Bil’in, situé à l’ouest de Ramallah, est un village typique de la Méditerranée orientale à bien des points de vue: des maisons blanches disposées le long de rues qui épousent les méandres et contours naturels des collines; des vergers, des jardins, des pâturages; l’attitude accueillante et généreuse des habitants; beaucoup d’enfants espiègles et sages. Cependant, ceux de Bil’in vivent dans les mêmes conditions déplorables que tant d’autres en Cisjordanie: une colonie israélienne a été construite illégalement sur leurs terres, et la clotûre dite “de sécurité” dévore d’autres hectares pour les séparer de ce qui leur appartient. Personne n’a le droit de circuler librement: ni vers la ville la plus proche, ni vers la plage, ni vers leur capitale, Jérusalem.

Pour Bil’in, lutter contre le mur érigé par Israël sur leur terre, cela veut dire combattre un système d’apartheid et un instrument d’expropriation: plus de la moitié de leurs terres ont été usurpées par Israël. Les manifestations pacifiques aux abords du mur, ininterrompues depuis cinq ans, rassemblent les villageois, des pacifistes israéliens et des citoyens du monde entier, y compris du Québec. Ainsi, Bil’in est aujourd’hui mondialement connu pour sa résistance non-violente contre l’occupation, et incarne la volonté palestinienne de résister contre l’occupation et la colonisation.

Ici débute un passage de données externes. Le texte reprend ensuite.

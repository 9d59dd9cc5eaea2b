use std::future::Future;

use anyhow::Context;
use syncprobe::probe::provider::ProviderKind;
use syncprobe::run::{ProbeConfig, ProbeRuntime};
use tracing_subscriber::layer::SubscriberExt;
use tracing_subscriber::util::SubscriberInitExt;

#[derive(Debug, Clone, Copy, PartialEq, Eq)]
enum CliMode {
    Run(ProviderKind),
    Help,
}

fn parse_cli_mode<I>(args: I) -> anyhow::Result<CliMode>
where
    I: IntoIterator<Item = String>,
{
    let mut provider = None;
    for arg in args.into_iter().skip(1) {
        match arg.as_str() {
            "--help" | "-h" => return Ok(CliMode::Help),
            other => match (ProviderKind::parse(other), provider) {
                (Some(kind), None) => provider = Some(kind),
                (Some(_), Some(_)) => anyhow::bail!("only one provider can be probed per run"),
                (None, _) => anyhow::bail!("unknown argument: {other}"),
            },
        }
    }
    match provider {
        Some(kind) => Ok(CliMode::Run(kind)),
        None => anyhow::bail!("missing provider, expected `dropbox` or `gdrive`"),
    }
}

fn print_usage() {
    println!("Usage: syncprobe <dropbox|gdrive>");
    println!("  dropbox   Measure Dropbox API, web and local drive sync latency");
    println!("  gdrive    Measure Google Drive API, web and local drive sync latency");
    println!("  --help    Show this message");
}

/// Drives `future` on a fresh runtime and drops it without joining blocking
/// tasks, so a stdin prompt pending at Ctrl-C cannot keep the process alive.
fn run_detached<F>(future: F) -> anyhow::Result<()>
where
    F: Future<Output = anyhow::Result<()>>,
{
    let runtime = tokio::runtime::Builder::new_multi_thread()
        .enable_all()
        .build()
        .context("failed to start tokio runtime")?;
    let outcome = runtime.block_on(future);
    runtime.shutdown_background();
    outcome
}

fn main() -> anyhow::Result<()> {
    dotenvy::dotenv().ok();
    tracing_subscriber::registry()
        .with(
            tracing_subscriber::EnvFilter::try_from_default_env()
                .unwrap_or_else(|_| "info".into()),
        )
        .with(tracing_subscriber::fmt::layer().with_target(false))
        .init();

    let provider = match parse_cli_mode(std::env::args()) {
        Ok(CliMode::Run(provider)) => provider,
        Ok(CliMode::Help) => {
            print_usage();
            return Ok(());
        }
        Err(err) => {
            print_usage();
            return Err(err);
        }
    };
    let config = ProbeConfig::from_env(provider)?;
    run_detached(async move { ProbeRuntime::new(config)?.run().await })
}

#[cfg(test)]
mod tests {
    use super::*;

    fn args(values: &[&str]) -> Vec<String> {
        std::iter::once("syncprobe")
            .chain(values.iter().copied())
            .map(str::to_string)
            .collect()
    }

    #[test]
    fn parse_cli_mode_selects_provider() {
        assert_eq!(
            parse_cli_mode(args(&["dropbox"])).unwrap(),
            CliMode::Run(ProviderKind::Dropbox)
        );
        assert_eq!(
            parse_cli_mode(args(&["gdrive"])).unwrap(),
            CliMode::Run(ProviderKind::GoogleDrive)
        );
    }

    #[test]
    fn parse_cli_mode_supports_help() {
        assert_eq!(parse_cli_mode(args(&["--help"])).unwrap(), CliMode::Help);
        assert_eq!(parse_cli_mode(args(&["dropbox", "-h"])).unwrap(), CliMode::Help);
    }

    #[test]
    fn parse_cli_mode_rejects_missing_or_unknown_provider() {
        assert!(parse_cli_mode(args(&[])).is_err());
        assert!(parse_cli_mode(args(&["onedrive"])).is_err());
        assert!(parse_cli_mode(args(&["dropbox", "gdrive"])).is_err());
    }

    #[test]
    fn detached_run_does_not_wait_for_pending_blocking_reads() {
        let started = std::time::Instant::now();
        let outcome = run_detached(async {
            tokio::task::spawn_blocking(|| {
                std::thread::sleep(std::time::Duration::from_secs(30))
            });
            Err(anyhow::anyhow!("interrupted"))
        });

        assert_eq!(outcome.unwrap_err().to_string(), "interrupted");
        assert!(started.elapsed() < std::time::Duration::from_secs(10));
    }

    #[test]
    fn detached_run_returns_the_future_outcome() {
        assert!(run_detached(async { Ok(()) }).is_ok());
    }
}
use std::collections::BTreeSet;
use std::path::{Path, PathBuf};
use std::time::Duration;

use time::OffsetDateTime;
use tokio::task::JoinHandle;
use tokio_util::sync::CancellationToken;
use tracing::{debug, warn};

use super::correlate::Correlator;

pub const DEFAULT_TICK: Duration = Duration::from_millis(100);

#[derive(Debug, Clone, Copy, PartialEq, Eq)]
pub enum PollerState {
    Watching,
    Done,
}

/// Diffs successive directory snapshots. Stops once the watched set drains
/// to empty after having held at least one file.
#[derive(Debug)]
pub struct DeletionTracker {
    previous: BTreeSet<String>,
    seen_files: bool,
    state: PollerState,
}

impl Default for DeletionTracker {
    fn default() -> Self {
        Self::new()
    }
}

impl DeletionTracker {
    pub fn new() -> Self {
        Self {
            previous: BTreeSet::new(),
            seen_files: false,
            state: PollerState::Watching,
        }
    }

    pub fn state(&self) -> PollerState {
        self.state
    }

    /// Feeds the next snapshot and returns the names that disappeared since the previous one.
    pub fn observe(&mut self, current: BTreeSet<String>) -> Vec<String> {
        if self.state == PollerState::Done {
            return Vec::new();
        }
        let removed = self.previous.difference(&current).cloned().collect();
        if current.is_empty() {
            if self.seen_files {
                self.state = PollerState::Done;
            }
        } else {
            self.seen_files = true;
        }
        self.previous = current;
        removed
    }
}

/// Lists file names in `dir` that start with `prefix`.
pub async fn list_prefixed(dir: &Path, prefix: &str) -> std::io::Result<BTreeSet<String>> {
    let mut names = BTreeSet::new();
    let mut entries = tokio::fs::read_dir(dir).await?;
    while let Some(entry) = entries.next_entry().await? {
        let name = entry.file_name().to_string_lossy().into_owned();
        if name.starts_with(prefix) {
            names.insert(name);
        }
    }
    Ok(names)
}

/// Watches a local sync folder for deletions and reports each removed file
/// to a correlator with the tick time as observation time.
#[derive(Debug, Clone)]
pub struct LocalPoller {
    dir: PathBuf,
    prefix: String,
    tick: Duration,
}

impl LocalPoller {
    pub fn new(dir: impl Into<PathBuf>, prefix: impl Into<String>) -> Self {
        Self {
            dir: dir.into(),
            prefix: prefix.into(),
            tick: DEFAULT_TICK,
        }
    }

    pub fn with_tick(mut self, tick: Duration) -> Self {
        self.tick = tick;
        self
    }

    /// Takes the baseline snapshot, then keeps polling in a background task.
    /// Anything removed after this returns is reported.
    pub async fn spawn(
        self,
        correlator: Correlator,
        cancel: CancellationToken,
    ) -> JoinHandle<PollerState> {
        let mut tracker = DeletionTracker::new();
        self.poll_once(&mut tracker, &correlator).await;
        tokio::spawn(self.watch(tracker, correlator, cancel))
    }

    async fn watch(
        self,
        mut tracker: DeletionTracker,
        correlator: Correlator,
        cancel: CancellationToken,
    ) -> PollerState {
        while tracker.state() == PollerState::Watching {
            tokio::select! {
                _ = cancel.cancelled() => break,
                _ = tokio::time::sleep(self.tick) => {}
            }
            self.poll_once(&mut tracker, &correlator).await;
        }
        debug!(dir = %self.dir.display(), state = ?tracker.state(), "local poller stopped");
        tracker.state()
    }

    async fn poll_once(&self, tracker: &mut DeletionTracker, correlator: &Correlator) {
        let current = match list_prefixed(&self.dir, &self.prefix).await {
            Ok(current) => current,
            Err(err) => {
                warn!(dir = %self.dir.display(), "skipping poll tick, listing failed: {err}");
                return;
            }
        };
        let observed_at = OffsetDateTime::now_utc();
        for name in tracker.observe(current) {
            correlator.absorb(&name, Some(observed_at));
        }
    }
}

#[cfg(test)]
mod tests {
    use super::*;
    use crate::probe::iteration::{IterationRecord, IterationStore, Stamp};
    use std::sync::Arc;
    use tempfile::tempdir;

    fn names(items: &[&str]) -> BTreeSet<String> {
        items.iter().map(|item| item.to_string()).collect()
    }

    #[test]
    fn reports_only_removed_files() {
        let mut tracker = DeletionTracker::new();
        assert!(
            tracker
                .observe(names(&["iteration-0.txt", "iteration-1.txt"]))
                .is_empty()
        );
        assert_eq!(
            tracker.observe(names(&["iteration-1.txt"])),
            vec!["iteration-0.txt".to_string()]
        );
        assert_eq!(tracker.state(), PollerState::Watching);
    }

    #[test]
    fn new_files_are_not_reported() {
        let mut tracker = DeletionTracker::new();
        tracker.observe(names(&["iteration-0.txt"]));
        assert!(
            tracker
                .observe(names(&["iteration-0.txt", "iteration-1.txt"]))
                .is_empty()
        );
    }

    #[test]
    fn drains_to_done_after_being_non_empty() {
        let mut tracker = DeletionTracker::new();
        tracker.observe(names(&["iteration-0.txt"]));
        assert_eq!(
            tracker.observe(BTreeSet::new()),
            vec!["iteration-0.txt".to_string()]
        );
        assert_eq!(tracker.state(), PollerState::Done);
        assert!(tracker.observe(names(&["iteration-5.txt"])).is_empty());
        assert_eq!(tracker.state(), PollerState::Done);
    }

    #[test]
    fn empty_start_keeps_watching() {
        let mut tracker = DeletionTracker::new();
        tracker.observe(BTreeSet::new());
        tracker.observe(BTreeSet::new());
        assert_eq!(tracker.state(), PollerState::Watching);
    }

    #[tokio::test]
    async fn lists_only_prefixed_files() {
        let dir = tempdir().unwrap();
        std::fs::write(dir.path().join("iteration-0.txt"), "<empty>").unwrap();
        std::fs::write(dir.path().join("notes.txt"), "x").unwrap();

        let listed = list_prefixed(dir.path(), "iteration").await.unwrap();
        assert_eq!(listed, names(&["iteration-0.txt"]));
    }

    #[tokio::test]
    async fn poller_stamps_local_deletions_and_stops_when_drained() {
        let dir = tempdir().unwrap();
        let store = Arc::new(IterationStore::new());
        for id in [0u64, 1] {
            store.append(IterationRecord::new(id)).unwrap();
            std::fs::write(dir.path().join(format!("iteration-{id}.txt")), "<empty>").unwrap();
        }
        let correlator = Correlator::new(Arc::clone(&store), Stamp::LocalDeletedAt);
        let handle = LocalPoller::new(dir.path(), "iteration")
            .with_tick(Duration::from_millis(10))
            .spawn(correlator, CancellationToken::new())
            .await;

        tokio::time::sleep(Duration::from_millis(50)).await;
        let before_delete = OffsetDateTime::now_utc();
        std::fs::remove_file(dir.path().join("iteration-0.txt")).unwrap();
        tokio::time::sleep(Duration::from_millis(100)).await;

        let first = store.find_by_id(0).unwrap();
        assert!(first.stamp(Stamp::LocalDeletedAt).unwrap() >= before_delete);
        assert!(store.find_by_id(1).unwrap().stamp(Stamp::LocalDeletedAt).is_none());

        std::fs::remove_file(dir.path().join("iteration-1.txt")).unwrap();
        let state = tokio::time::timeout(Duration::from_secs(5), handle)
            .await
            .unwrap()
            .unwrap();
        assert_eq!(state, PollerState::Done);
        assert!(store.find_by_id(1).unwrap().stamp(Stamp::LocalDeletedAt).is_some());
    }

    #[tokio::test]
    async fn deletion_right_after_spawn_is_reported() {
        let dir = tempdir().unwrap();
        let store = Arc::new(IterationStore::new());
        store.append(IterationRecord::new(7)).unwrap();
        std::fs::write(dir.path().join("iteration-7.txt"), "<empty>").unwrap();

        let handle = LocalPoller::new(dir.path(), "iteration")
            .with_tick(Duration::from_millis(10))
            .spawn(
                Correlator::new(Arc::clone(&store), Stamp::LocalDeletedAt),
                CancellationToken::new(),
            )
            .await;
        std::fs::remove_file(dir.path().join("iteration-7.txt")).unwrap();

        let state = tokio::time::timeout(Duration::from_secs(5), handle)
            .await
            .unwrap()
            .unwrap();
        assert_eq!(state, PollerState::Done);
        assert!(store.find_by_id(7).unwrap().stamp(Stamp::LocalDeletedAt).is_some());
    }

    #[tokio::test]
    async fn poller_stops_on_cancel_and_survives_missing_dir() {
        let dir = tempdir().unwrap();
        let missing = dir.path().join("not-created-yet");
        let store = Arc::new(IterationStore::new());
        let cancel = CancellationToken::new();
        let handle = LocalPoller::new(&missing, "iteration")
            .with_tick(Duration::from_millis(10))
            .spawn(
                Correlator::new(Arc::clone(&store), Stamp::LocalDeletedAt),
                cancel.clone(),
            )
            .await;

        tokio::time::sleep(Duration::from_millis(40)).await;
        cancel.cancel();
        let state = tokio::time::timeout(Duration::from_secs(5), handle)
            .await
            .unwrap()
            .unwrap();
        assert_eq!(state, PollerState::Watching);
    }
}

Ceux de Bil’in se démarquent par leur persistance, leur imagination, l’esprit créatif de leur révolte. Voilà peu, la presse mondiale a évoqué la controverse autour de la publicité télévisée pour une compagnie israélienne de téléphones portables, où des soldats “communiquent” avec des voisins invisibles, de l’autre côté du mur, par le biais d’une partie de foot “amicale”. Bil’in, avec sa dose habituelle d’ironie, a filmé une réplique. Au son de la trame sonore de la publicité les villageois tirent un ballon de foot de l’autre côté de la clôture, et l’ennemi répond non pas avec le même ballon comme dans la publicité mensongère, mais avec des grenades lacrymogènes. Les deux versions circulent sur internet.

Face à la popularité de Bil’in, les troupes israéliennes agissent avec une brutalité accrue. Il ne s’agit plus seulement d’épais nuages de gaz lacrymogènes parmi les oliviers, ni de simples balles de caoutchouc. Les gaz deviennent de plus en plus toxiques, et les soldats utilisent des munitions mortelles. Récemment, un jeune homme est mort sous l’impact d’une grenade lacrymogène à haute vélocité qui l’a frappé directement à la poitrine: Bassam Abu Rahme, 29 ans, plein d’amour pour la vie et la justice, admiré et aimé de tous. Nous ne l’avons pas tous connu, mais mortifiés, nous avons vu sur internet les derniers instants de sa vie de rêveur idéaliste, la 18e victime à être tuée par l’armée israélienne lors de manifestations populaires et pacifiques contre le mur, à Bil’in et ailleurs.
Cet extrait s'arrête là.